Melissa L. Jampol, Amy Lerman, and Elena M. Quattrone attorneys in the Health Care & Life Sciences and Litigation practices, co-authored an article in the New Jersey Law Journal, titled “DOJ and HHS-OIG’s 2020 Health Care Fraud Takedown: Focus on 'Telefraud.'”

Following is an excerpt (see below to download the full version in PDF format):

Utilizing telehealth platforms to deliver health-care services is an area of recent, rapid expansion. Since the worldwide spread of COVID-19, safe access to health-care services has been limited, and demand for telehealth services has surged. Alexander GC, et al., Use and Content of Primary Care Office-Based vs Telemedicine Care Visits During the COVID-19 Pandemic in the US, JAMA Net Open (Oct. 2020) (number of telemedicine consultations increased thirtyfold to more than 35 million in 2020’s second quarter). According to Epstein Becker Green’s 2020 Telemental Health Laws survey, this year alone, many providers and patients transitioned to using telehealth platforms out of necessity. Regulators implemented measures to increase access to health care through telehealth, including waivers and other regulatory modifications related to professional licensure and use of telehealth technology, and in some cases amendments to existing and/or enacted new regulations focused on telehealth utilization.

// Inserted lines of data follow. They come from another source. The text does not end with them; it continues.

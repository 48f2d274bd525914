use std::collections::HashMap;
use std::sync::atomic::{AtomicUsize, Ordering};
use std::sync::Arc;
use tokio::sync::Semaphore;

/// One worker-pool bucket: a semaphore bounding in-flight concurrency plus an
/// admitted-job counter bounding the backlog (spec §5 per-kind pools,
/// generalized from the teacher's per-operation `Semaphore` to job level).
struct Bucket {
    semaphore: Arc<Semaphore>,
    in_flight: Arc<AtomicUsize>,
    max_queue_depth: usize,
}

pub struct WorkerPools {
    buckets: HashMap<&'static str, Bucket>,
}

#[derive(Debug, Clone, Copy)]
pub struct PoolSizing {
    pub workers: usize,
    pub queue_depth: usize,
}

impl WorkerPools {
    pub fn new(pdf: PoolSizing, json_unified: PoolSizing, other: PoolSizing) -> Self {
        let mut buckets = HashMap::new();
        buckets.insert(
            "pdf",
            Bucket {
                semaphore: Arc::new(Semaphore::new(pdf.workers.max(1))),
                in_flight: Arc::new(AtomicUsize::new(0)),
                max_queue_depth: pdf.queue_depth,
            },
        );
        buckets.insert(
            "json-unified",
            Bucket {
                semaphore: Arc::new(Semaphore::new(json_unified.workers.max(1))),
                in_flight: Arc::new(AtomicUsize::new(0)),
                max_queue_depth: json_unified.queue_depth,
            },
        );
        buckets.insert(
            "other",
            Bucket {
                semaphore: Arc::new(Semaphore::new(other.workers.max(1))),
                in_flight: Arc::new(AtomicUsize::new(0)),
                max_queue_depth: other.queue_depth,
            },
        );
        Self { buckets }
    }

    /// Try to admit one more job into `bucket`'s backlog. Returns `false`
    /// (backpressure, spec §5) if the bucket is already at its queue-depth
    /// limit.
    pub fn try_admit(&self, bucket: &str) -> bool {
        let Some(b) = self.buckets.get(bucket) else { return true };
        loop {
            let current = b.in_flight.load(Ordering::SeqCst);
            if current >= b.max_queue_depth {
                return false;
            }
            if b.in_flight
                .compare_exchange(current, current + 1, Ordering::SeqCst, Ordering::SeqCst)
                .is_ok()
            {
                return true;
            }
        }
    }

    /// Release the backlog slot for a job that has reached a terminal state.
    pub fn release(&self, bucket: &str) {
        if let Some(b) = self.buckets.get(bucket) {
            b.in_flight.fetch_sub(1, Ordering::SeqCst);
        }
    }

    /// The concurrency-bounding semaphore for `bucket`'s worker pool.
    pub fn semaphore(&self, bucket: &str) -> Arc<Semaphore> {
        self.buckets
            .get(bucket)
            .map(|b| b.semaphore.clone())
            .unwrap_or_else(|| Arc::new(Semaphore::new(1)))
    }

    pub fn in_flight(&self, bucket: &str) -> usize {
        self.buckets.get(bucket).map(|b| b.in_flight.load(Ordering::SeqCst)).unwrap_or(0)
    }
}

#[cfg(test)]
mod tests {
    use super::*;

    fn sizing(workers: usize, queue_depth: usize) -> PoolSizing {
        PoolSizing { workers, queue_depth }
    }

    #[test]
    fn admits_up_to_queue_depth_then_rejects() {
        let pools = WorkerPools::new(sizing(4, 2), sizing(2, 2), sizing(4, 2));
        assert!(pools.try_admit("pdf"));
        assert!(pools.try_admit("pdf"));
        assert!(!pools.try_admit("pdf"));
    }

    #[test]
    fn release_frees_a_backlog_slot() {
        let pools = WorkerPools::new(sizing(4, 1), sizing(2, 1), sizing(4, 1));
        assert!(pools.try_admit("pdf"));
        assert!(!pools.try_admit("pdf"));
        pools.release("pdf");
        assert!(pools.try_admit("pdf"));
    }

    #[test]
    fn buckets_are_independent() {
        let pools = WorkerPools::new(sizing(4, 1), sizing(2, 1), sizing(4, 1));
        assert!(pools.try_admit("pdf"));
        assert!(pools.try_admit("json-unified"));
        assert!(pools.try_admit("other"));
    }
}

Yet, as with all areas of health care, expansion means increased risk for enforcement. At the end of September, the U.S. Department of Justice (DOJ) and the U.S. Department of Health and Human Services (HHS) Office of Inspector General (OIG) demonstrated this point, announcing that in its 2020 “Takedown,” 345 defendants across 51 judicial districts have been charged with allegedly submitting more than $6 billion in false and fraudulent claims to federal health-care programs and to private payors—$4.5 billion of which related to telehealth. Press Release, DOJ, “National Health Care Fraud and Opioid Takedown Results in Charges Against 345 Defendants Responsible for More than $6 Billion in Alleged Fraud Losses,” (Sept. 30, 2020). While these enforcement actions actually occurred over numerous months preceding the press event (thus, the reference to a “takedown” is a misnomer), DOJ / HHS had not previously focused so sharply on enforcement activity involving telehealth providers. The 2020 Takedown warns the telehealth industry to pay attention to compliance infrastructures and efforts.